Stimulants are the most commonly prescribed class of medications for ADHD. These medications are believed to work by enhancing the effects of dopamine and norepinephrine neurotransmitters in the brain and have a robust research base supporting their effectiveness in treatment of attention deficit disorder. Companies continue to develop stimulant-based extended release products.
In contrast, non-stimulant medications are typically second line or adjunctive therapy in the treatment of ADHD. Compared to stimulants they tend to be less efficacious and have a slower onset of action in addition to their own unique set of side effects including decreased appetite, nausea, vomiting, fatigue, dyspepsia (indigestion), dizziness, and mood swings.
Even with the advent of extended release stimulants, no single ADHD product available today works quickly, lasts the entire active day, minimizes negative side effects caused when medicine wears off during the active day, and allows lasting sleep. Common side effects of current best-in-class ADHD stimulant drugs include sleeplessness and symptoms of feeling extremely restless, very irritable, or tired, sad and subdued after blood API levels drop below the therapeutic levels during the active day.

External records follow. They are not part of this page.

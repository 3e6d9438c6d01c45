//! Component and controller wiring.
//!
//! ```text
//! wire:      create component ─► initialize ─► query IAudioProcessor
//!                 │
//!                 ├─ controller class id? ─► create + initialize controller
//!                 │                          └─► connect both ways
//!                 └─ else: component as IEditController (single object)
//!            ─► install component handler
//!
//! shutdown:  controller.disconnect ─► component.disconnect
//!            ─► controller.terminate (separate only) ─► component.terminate
//! ```
//!
//! A connection failure is not fatal; the pair simply runs unconnected.

use harbor_core::{HostError, HostResult};
use log::{debug, info, warn};
use vst3::Steinberg::Vst::{
    IAudioProcessor, IComponent, IComponentTrait as _, IConnectionPoint,
    IConnectionPointTrait as _, IEditController, IEditControllerTrait as _,
};
use vst3::Steinberg::{kResultOk, IPluginBaseTrait as _, TUID};
use vst3::ComPtr;

use crate::host::HostContext;
use crate::module::{format_cid, ClassInfo, Module};

/// Connection points of a connected component/controller pair.
struct Connection {
    component: ComPtr<IConnectionPoint>,
    controller: ComPtr<IConnectionPoint>,
}

struct ControllerLink {
    controller: ComPtr<IEditController>,
    /// Created from its own class; terminated separately.
    separate: bool,
    connection: Option<Connection>,
}

/// The plugin objects behind one handle.
pub struct Wiring {
    component: ComPtr<IComponent>,
    processor: ComPtr<IAudioProcessor>,
    controller: Option<ControllerLink>,
    terminated: bool,
}

impl Wiring {
    /// Instantiate and wire `class` from `module`.
    ///
    /// On error every object created so far has been terminated and released.
    pub fn wire(module: &Module, class: &ClassInfo, host: &HostContext) -> HostResult<Self> {
        let context = host.unknown()?;
        let component = module.create_instance::<IComponent>(&class.cid)?;

        // SAFETY: Both pointers are valid for the call.
        let result = unsafe { component.initialize(context.as_ptr()) };
        if result != kResultOk {
            return Err(HostError::Init(format!(
                "component initialize rejected (result={result})"
            )));
        }

        let Some(processor) = component.cast::<IAudioProcessor>() else {
            // SAFETY: The component was initialized above.
            unsafe { component.terminate() };
            return Err(HostError::Init(
                "component does not implement IAudioProcessor".into(),
            ));
        };

        let mut wiring = Self {
            component,
            processor,
            controller: None,
            terminated: false,
        };
        // From here on, dropping `wiring` terminates what was created.
        wiring.controller = wiring.attach_controller(module, host)?;

        if let Some(link) = &wiring.controller {
            match host.component_handler() {
                // SAFETY: The handler outlives the controller via the host context.
                Some(handler) => unsafe {
                    link.controller.setComponentHandler(handler.as_ptr());
                },
                None => warn!("Host context has no component handler"),
            }
        }

        info!(
            "Wired \"{}\" ({})",
            class.name,
            match &wiring.controller {
                Some(ControllerLink { separate: true, .. }) => "separate controller",
                Some(_) => "single component",
                None => "no controller",
            }
        );
        Ok(wiring)
    }

    fn attach_controller(
        &self,
        module: &Module,
        host: &HostContext,
    ) -> HostResult<Option<ControllerLink>> {
        let mut cid: TUID = [0; 16];
        // SAFETY: `cid` is a valid out-parameter.
        let has_separate = unsafe { self.component.getControllerClassId(&mut cid) } == kResultOk;

        if has_separate {
            match module.create_instance::<IEditController>(&cid) {
                Ok(controller) => {
                    let context = host.unknown()?;
                    // SAFETY: Both pointers are valid for the call.
                    let result = unsafe { controller.initialize(context.as_ptr()) };
                    if result != kResultOk {
                        return Err(HostError::Init(format!(
                            "controller initialize rejected (result={result})"
                        )));
                    }
                    let connection = self.connect(&controller);
                    return Ok(Some(ControllerLink {
                        controller,
                        separate: true,
                        connection,
                    }));
                }
                Err(e) => warn!(
                    "Controller class {} could not be created ({e}), \
                     trying the component itself",
                    format_cid(&cid)
                ),
            }
        }

        Ok(self
            .component
            .cast::<IEditController>()
            .map(|controller| ControllerLink {
                controller,
                separate: false,
                connection: None,
            }))
    }

    /// Connect component and controller both ways. Any half-made connection
    /// is undone on failure.
    fn connect(&self, controller: &ComPtr<IEditController>) -> Option<Connection> {
        let (Some(component_cp), Some(controller_cp)) = (
            self.component.cast::<IConnectionPoint>(),
            controller.cast::<IConnectionPoint>(),
        ) else {
            warn!("Component or controller has no IConnectionPoint; running unconnected");
            return None;
        };

        // SAFETY: Both connection points are valid for the calls.
        unsafe {
            let result = component_cp.connect(controller_cp.as_ptr());
            if result != kResultOk {
                warn!("Component rejected connection (result={result}); running unconnected");
                return None;
            }
            let result = controller_cp.connect(component_cp.as_ptr());
            if result != kResultOk {
                warn!("Controller rejected connection (result={result}); running unconnected");
                component_cp.disconnect(controller_cp.as_ptr());
                return None;
            }
        }
        debug!("Connected component and controller");
        Some(Connection {
            component: component_cp,
            controller: controller_cp,
        })
    }

    pub fn component(&self) -> &ComPtr<IComponent> {
        &self.component
    }

    pub fn processor(&self) -> &ComPtr<IAudioProcessor> {
        &self.processor
    }

    pub fn controller(&self) -> Option<&ComPtr<IEditController>> {
        self.controller.as_ref().map(|link| &link.controller)
    }

    /// Whether the controller can talk to the component: a single-object
    /// plugin always can, a separate pair only once connected.
    pub fn controller_connected(&self) -> bool {
        match &self.controller {
            Some(link) => !link.separate || link.connection.is_some(),
            None => false,
        }
    }

    /// Disconnect and terminate. Safe to call more than once.
    pub fn shutdown(&mut self) {
        if self.terminated {
            return;
        }
        self.terminated = true;

        if let Some(link) = &mut self.controller {
            if let Some(connection) = link.connection.take() {
                // SAFETY: Both connection points are still valid.
                unsafe {
                    connection
                        .controller
                        .disconnect(connection.component.as_ptr());
                    connection
                        .component
                        .disconnect(connection.controller.as_ptr());
                }
            }
            if link.separate {
                // SAFETY: The controller was initialized during wiring.
                unsafe { link.controller.terminate() };
            }
        }
        // SAFETY: The component was initialized during wiring.
        unsafe { self.component.terminate() };
        debug!("Terminated plugin objects");
    }
}

impl Drop for Wiring {
    fn drop(&mut self) {
        self.shutdown();
    }
}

There is a large unmet need for true once-daily dosing. A once-daily dosing strategy has the potential for patient/caregiver convenience and is also designed to improve patient compliance, therapeutic efficacy, inappropriate dosing of short acting stimulants and cost. Up to 50% of people receiving extended release stimulants for ADHD need short acting “boosters” to maintain therapeutic blood levels through the afternoon and evening hours and/or to initiate treatment in the morning. Others need either 2 or 3 times a day dosing. Multiple dosing increases the risk of missing doses, which results in the return of symptoms at inopportune times.